O mercado financeiro, certamente, manterá a expectativa sobre a independência do BC e a efetiva tendência de mudança do forward guidance do BC/COPOM sinalizando ajuste na SELIC e, deixando de considerar, até para que não ocorra o desgaste, de que a inflação é temporária.
Efetivamente, o preço do dólar mais assertivo com os parâmetros reais tende a impactar nos preços dos produtos alimentares exportáveis, mas no Brasil a reversão de preços é, culturalmente, sempre resistente, o que invalida a tese da inflação temporária, mas o fim do programa assistencial do governo diminuirá o consumo destes itens, embora isto seja altamente preocupante, pois tende a aumentar a população em estado de miséria e pode provocar perturbações sociais.

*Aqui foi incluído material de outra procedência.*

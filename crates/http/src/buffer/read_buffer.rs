use bytes::BytesMut;

const INIT_READ_CAPACITY: usize = 4 * 1024;

/// Append-only accumulator for bytes received from a peer.
///
/// Observers of a connection are notified after each [`feed`](ReadBuffer::feed); they read the
/// whole [`contents`](ReadBuffer::contents) and decide when to [`clear`](ReadBuffer::clear).
#[derive(Debug, Clone, Default, PartialEq, Eq)]
pub struct ReadBuffer {
    contents: BytesMut,
}

impl ReadBuffer {
    pub fn new() -> Self {
        Self { contents: BytesMut::with_capacity(INIT_READ_CAPACITY) }
    }

    /// Appends `data` to the end of the buffer.
    pub fn feed(&mut self, data: &[u8]) {
        self.contents.extend_from_slice(data);
    }

    pub fn contents(&self) -> &[u8] {
        &self.contents
    }

    pub fn len(&self) -> usize {
        self.contents.len()
    }

    pub fn is_empty(&self) -> bool {
        self.contents.is_empty()
    }

    pub fn clear(&mut self) {
        self.contents.clear();
    }
}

O fato é que este sentimento de indefinições e transferência de matérias relevantes deste ano para o ano que vem e perspectiva de retomada somente após a acomodação política das novas presidências da Câmara e Senado, ou seja, pós fevereiro, pode provocar retração dos investidores estrangeiros e isto afetar a impulsão da Bovespa e conter a queda do preço do dólar no nosso mercado.
O assunto vacinação, por sua polarização política, retirou de cena o questionamento sobre a crise fiscal, mas, certamente, não foi afastada da visão mais arguta dos investidores estrangeiros.